**YOUR OBJECTIVE:** Pick out all lines of the entries that include the word "ErrorPolicy" and copy them.

Stored data entries
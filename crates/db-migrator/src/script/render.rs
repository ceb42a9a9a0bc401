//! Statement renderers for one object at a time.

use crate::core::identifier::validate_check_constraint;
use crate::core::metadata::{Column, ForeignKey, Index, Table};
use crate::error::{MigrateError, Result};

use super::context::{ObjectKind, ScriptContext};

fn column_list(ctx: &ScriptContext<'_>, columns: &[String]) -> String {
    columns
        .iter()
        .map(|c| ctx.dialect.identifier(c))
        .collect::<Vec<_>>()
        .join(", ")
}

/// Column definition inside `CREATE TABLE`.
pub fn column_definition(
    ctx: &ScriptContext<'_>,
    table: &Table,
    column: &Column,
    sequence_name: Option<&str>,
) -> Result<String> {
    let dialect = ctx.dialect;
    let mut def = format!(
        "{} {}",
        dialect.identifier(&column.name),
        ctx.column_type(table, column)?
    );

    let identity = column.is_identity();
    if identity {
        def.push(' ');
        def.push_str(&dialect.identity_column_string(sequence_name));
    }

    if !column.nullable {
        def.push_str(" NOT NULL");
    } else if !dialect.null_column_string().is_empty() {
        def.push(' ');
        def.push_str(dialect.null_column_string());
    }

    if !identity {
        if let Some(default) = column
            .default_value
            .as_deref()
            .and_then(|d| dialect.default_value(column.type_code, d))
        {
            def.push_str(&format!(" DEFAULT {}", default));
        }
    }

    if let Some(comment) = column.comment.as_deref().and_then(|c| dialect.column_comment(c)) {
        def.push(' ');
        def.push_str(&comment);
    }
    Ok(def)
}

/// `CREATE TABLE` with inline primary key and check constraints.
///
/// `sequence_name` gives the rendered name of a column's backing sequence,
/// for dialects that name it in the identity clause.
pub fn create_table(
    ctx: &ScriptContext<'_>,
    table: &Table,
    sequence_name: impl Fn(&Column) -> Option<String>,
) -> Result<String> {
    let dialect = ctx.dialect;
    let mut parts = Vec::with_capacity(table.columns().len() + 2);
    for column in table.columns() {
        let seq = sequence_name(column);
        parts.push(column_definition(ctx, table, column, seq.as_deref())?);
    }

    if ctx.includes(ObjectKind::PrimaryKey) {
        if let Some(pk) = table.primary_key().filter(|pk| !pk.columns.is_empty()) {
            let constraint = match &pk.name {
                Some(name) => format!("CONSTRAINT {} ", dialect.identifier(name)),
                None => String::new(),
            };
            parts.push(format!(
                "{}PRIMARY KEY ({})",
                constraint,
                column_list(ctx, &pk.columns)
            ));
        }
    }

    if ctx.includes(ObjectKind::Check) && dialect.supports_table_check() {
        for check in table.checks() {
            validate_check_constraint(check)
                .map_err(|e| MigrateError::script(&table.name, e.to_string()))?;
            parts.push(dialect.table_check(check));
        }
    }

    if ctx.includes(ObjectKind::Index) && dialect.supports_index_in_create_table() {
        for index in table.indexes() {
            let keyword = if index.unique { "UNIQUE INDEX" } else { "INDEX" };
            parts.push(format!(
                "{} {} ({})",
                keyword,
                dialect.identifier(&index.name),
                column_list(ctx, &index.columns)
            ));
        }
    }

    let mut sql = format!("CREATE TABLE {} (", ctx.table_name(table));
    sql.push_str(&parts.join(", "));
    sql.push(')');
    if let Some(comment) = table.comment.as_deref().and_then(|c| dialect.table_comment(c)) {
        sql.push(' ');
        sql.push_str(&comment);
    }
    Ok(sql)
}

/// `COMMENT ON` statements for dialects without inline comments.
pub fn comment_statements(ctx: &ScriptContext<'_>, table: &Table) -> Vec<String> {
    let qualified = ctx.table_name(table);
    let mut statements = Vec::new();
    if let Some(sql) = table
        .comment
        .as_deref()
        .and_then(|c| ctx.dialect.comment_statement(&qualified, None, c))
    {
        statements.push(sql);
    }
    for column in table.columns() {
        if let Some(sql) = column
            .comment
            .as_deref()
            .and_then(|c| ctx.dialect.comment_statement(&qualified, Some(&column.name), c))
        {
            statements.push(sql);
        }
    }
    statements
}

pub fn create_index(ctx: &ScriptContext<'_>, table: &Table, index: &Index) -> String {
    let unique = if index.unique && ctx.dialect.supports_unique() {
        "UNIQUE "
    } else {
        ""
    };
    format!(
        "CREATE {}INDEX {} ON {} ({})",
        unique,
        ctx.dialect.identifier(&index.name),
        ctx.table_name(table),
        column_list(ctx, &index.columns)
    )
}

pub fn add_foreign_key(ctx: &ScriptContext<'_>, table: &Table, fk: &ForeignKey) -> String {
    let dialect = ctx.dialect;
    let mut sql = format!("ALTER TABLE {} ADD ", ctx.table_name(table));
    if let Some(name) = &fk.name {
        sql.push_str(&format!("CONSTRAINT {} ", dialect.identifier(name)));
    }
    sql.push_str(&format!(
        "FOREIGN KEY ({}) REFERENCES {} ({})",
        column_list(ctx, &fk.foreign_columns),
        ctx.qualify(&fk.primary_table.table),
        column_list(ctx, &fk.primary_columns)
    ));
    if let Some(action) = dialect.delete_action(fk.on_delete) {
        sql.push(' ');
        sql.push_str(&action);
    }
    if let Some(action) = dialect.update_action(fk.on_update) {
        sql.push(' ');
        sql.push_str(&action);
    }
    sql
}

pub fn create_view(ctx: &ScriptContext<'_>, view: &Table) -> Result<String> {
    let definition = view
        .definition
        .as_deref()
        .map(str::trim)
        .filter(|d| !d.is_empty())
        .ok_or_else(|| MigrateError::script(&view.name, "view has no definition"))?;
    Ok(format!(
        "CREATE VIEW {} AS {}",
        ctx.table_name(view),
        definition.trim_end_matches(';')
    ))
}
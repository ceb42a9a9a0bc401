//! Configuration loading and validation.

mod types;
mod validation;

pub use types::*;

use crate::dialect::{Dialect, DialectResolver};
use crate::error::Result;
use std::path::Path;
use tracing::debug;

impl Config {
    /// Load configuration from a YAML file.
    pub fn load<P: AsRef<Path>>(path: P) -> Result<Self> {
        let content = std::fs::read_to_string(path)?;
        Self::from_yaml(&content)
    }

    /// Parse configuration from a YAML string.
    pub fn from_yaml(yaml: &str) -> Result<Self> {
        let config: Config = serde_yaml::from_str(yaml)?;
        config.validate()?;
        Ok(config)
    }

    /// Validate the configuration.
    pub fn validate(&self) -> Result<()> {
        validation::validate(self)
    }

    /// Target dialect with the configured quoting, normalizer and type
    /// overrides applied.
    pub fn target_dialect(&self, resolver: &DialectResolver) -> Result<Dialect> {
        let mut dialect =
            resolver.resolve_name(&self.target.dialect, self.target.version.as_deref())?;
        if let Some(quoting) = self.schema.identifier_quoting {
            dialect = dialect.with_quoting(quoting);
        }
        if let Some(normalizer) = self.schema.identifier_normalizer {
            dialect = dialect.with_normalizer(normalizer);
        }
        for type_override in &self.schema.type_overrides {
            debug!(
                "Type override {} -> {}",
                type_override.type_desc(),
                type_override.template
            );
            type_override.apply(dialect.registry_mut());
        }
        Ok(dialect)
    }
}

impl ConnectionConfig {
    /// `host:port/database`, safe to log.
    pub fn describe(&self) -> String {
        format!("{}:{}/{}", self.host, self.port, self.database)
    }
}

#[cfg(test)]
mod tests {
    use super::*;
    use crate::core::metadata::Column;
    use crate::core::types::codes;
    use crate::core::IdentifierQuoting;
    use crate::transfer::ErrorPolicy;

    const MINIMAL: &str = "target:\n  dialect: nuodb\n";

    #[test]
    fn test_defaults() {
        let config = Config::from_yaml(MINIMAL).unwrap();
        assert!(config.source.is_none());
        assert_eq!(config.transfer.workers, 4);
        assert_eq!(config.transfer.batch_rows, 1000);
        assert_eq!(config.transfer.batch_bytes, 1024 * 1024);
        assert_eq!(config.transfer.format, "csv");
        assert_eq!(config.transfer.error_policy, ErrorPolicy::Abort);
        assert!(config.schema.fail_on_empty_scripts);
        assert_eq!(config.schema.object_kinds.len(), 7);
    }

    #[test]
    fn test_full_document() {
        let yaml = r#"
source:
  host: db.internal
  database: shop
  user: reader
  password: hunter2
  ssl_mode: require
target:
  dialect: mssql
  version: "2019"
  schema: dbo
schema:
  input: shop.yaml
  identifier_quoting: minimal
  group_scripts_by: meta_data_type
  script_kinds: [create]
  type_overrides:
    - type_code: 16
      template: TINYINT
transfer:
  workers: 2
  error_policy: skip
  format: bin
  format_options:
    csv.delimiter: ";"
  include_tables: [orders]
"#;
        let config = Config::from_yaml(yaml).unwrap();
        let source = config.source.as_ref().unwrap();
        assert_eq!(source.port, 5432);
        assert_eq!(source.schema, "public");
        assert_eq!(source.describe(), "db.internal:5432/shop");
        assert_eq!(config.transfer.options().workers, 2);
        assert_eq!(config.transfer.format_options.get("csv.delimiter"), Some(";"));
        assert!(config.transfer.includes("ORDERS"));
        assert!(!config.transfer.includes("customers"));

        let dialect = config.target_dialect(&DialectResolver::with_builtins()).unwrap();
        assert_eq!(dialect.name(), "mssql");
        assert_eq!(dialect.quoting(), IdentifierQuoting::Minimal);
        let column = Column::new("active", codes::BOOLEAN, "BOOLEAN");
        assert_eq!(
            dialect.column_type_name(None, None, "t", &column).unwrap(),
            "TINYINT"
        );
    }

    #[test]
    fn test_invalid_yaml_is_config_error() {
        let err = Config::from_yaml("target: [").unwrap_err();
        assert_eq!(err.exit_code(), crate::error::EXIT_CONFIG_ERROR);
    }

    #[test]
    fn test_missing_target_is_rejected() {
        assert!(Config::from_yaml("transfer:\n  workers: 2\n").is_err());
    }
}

**YOUR SOLUTION:**
    use crate::transfer::ErrorPolicy;
        assert_eq!(config.transfer.error_policy, ErrorPolicy::Abort);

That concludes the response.